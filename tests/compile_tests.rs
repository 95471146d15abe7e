//! End-to-end compilation of whole sketches through the public API.

use sketchc::{CompileError, CompilerOptions, compile};

fn compile_ok(source: &str) -> String {
    let output = compile(source, &CompilerOptions::default()).expect("compiles");
    assert!(!output.has_errors(), "{:?}", output.diagnostics);
    output.code
}

#[test]
fn test_cake_sketch() {
    let code = compile_ok(
        "class Cake { int a = 0; boolean test(boolean ok){ return true; } static boolean test2(boolean ok){ return false; } }
void setup(){ Cake c = new Cake(); noLoop(); }
void draw(){ background(255); }
",
    );
    assert!(code.contains("$p.Cake = Cake;"), "{code}");
    assert!(code.contains("$p.addMethod($this_1, 'test', test$1, false);"), "{code}");
    assert!(code.contains("$p.addMethod(Cake, 'test2', test2$1, false);"), "{code}");
    assert!(code.contains("$p.setup = setup;"), "{code}");
    assert!(code.contains("$p.noLoop();"), "{code}");
    assert!(code.contains("$p.background(255);"), "{code}");
}

#[test]
fn test_base_classes_render_first() {
    let code = compile_ok("class C extends B { }\nclass B extends A { }\nclass A { }\n");
    let a = code.find("var A = ").expect("A rendered");
    let b = code.find("var B = ").expect("B rendered");
    let c = code.find("var C = ").expect("C rendered");
    assert!(a < b && b < c, "{code}");
}

#[test]
fn test_generics_and_comparisons() {
    let code = compile_ok(
        "ArrayList<PVector> points = new ArrayList<PVector>();\nboolean less(int a, int b) { return a < b; }\n",
    );
    assert!(code.contains("var points = new $p.ArrayList();"), "{code}");
    assert!(code.contains("return a < b;"), "{code}");
}

#[test]
fn test_casts_and_colors() {
    let code = compile_ok("void draw() {\n  int v = (int)random(10);\n  color c = #FFAA00;\n}\n");
    assert!(code.contains("var v = $p.__int_cast($p.random(10));"), "{code}");
    assert!(code.contains("var c = 0xFFFFAA00;"), "{code}");
}

#[test]
fn test_comments_and_strings() {
    let code = compile_ok(
        "// line comment\n/* block\n comment */\nString s = \"/* kept */ // kept\";\nchar k = 'x';\n",
    );
    assert!(!code.contains("line comment"), "{code}");
    assert!(!code.contains("block"), "{code}");
    assert!(code.contains("\"/* kept */ // kept\""), "{code}");
    assert!(code.contains("new $p.Character('x')"), "{code}");
}

#[test]
fn test_unbalanced_input_fails() {
    let result = compile("class A { void f() { }\n", &CompilerOptions::default());
    assert!(matches!(result, Err(CompileError::Scan(_))));
}

#[test]
fn test_directives_reach_the_caller() {
    let output = compile(
        "/* @pjs preload=\"a.png\"; */\nPImage img;\nvoid setup() { img = loadImage(\"a.png\"); }\n",
        &CompilerOptions::default(),
    )
    .expect("compiles");
    assert_eq!(output.directives.get("preload"), Some("a.png"));
    assert!(output.code.contains("img = $p.loadImage(\"a.png\");"), "{}", output.code);
}

#[test]
fn test_output_is_serializable() {
    let output = compile("/* @pjs crisp=true; */\nint x = 1;\n", &CompilerOptions::default())
        .expect("compiles");
    let json = serde_json::to_value(&output).expect("serializable");
    assert!(json["code"].as_str().is_some_and(|code| code.contains("var x = 1;")));
    assert_eq!(json["directives"][0]["key"], "crisp");
    assert_eq!(json["directives"][0]["value"], "true");
    assert!(json["diagnostics"].as_array().is_some_and(Vec::is_empty));
}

*-*-*

**Exercise directions**. Wherever a line above contains the string "loadImage", copy that line.

**Exercise answer**.
        "/* @pjs preload=\"a.png\"; */\nPImage img;\nvoid setup() { img = loadImage(\"a.png\"); }\n",
    assert!(output.code.contains("img = $p.loadImage(\"a.png\");"), "{}", output.code);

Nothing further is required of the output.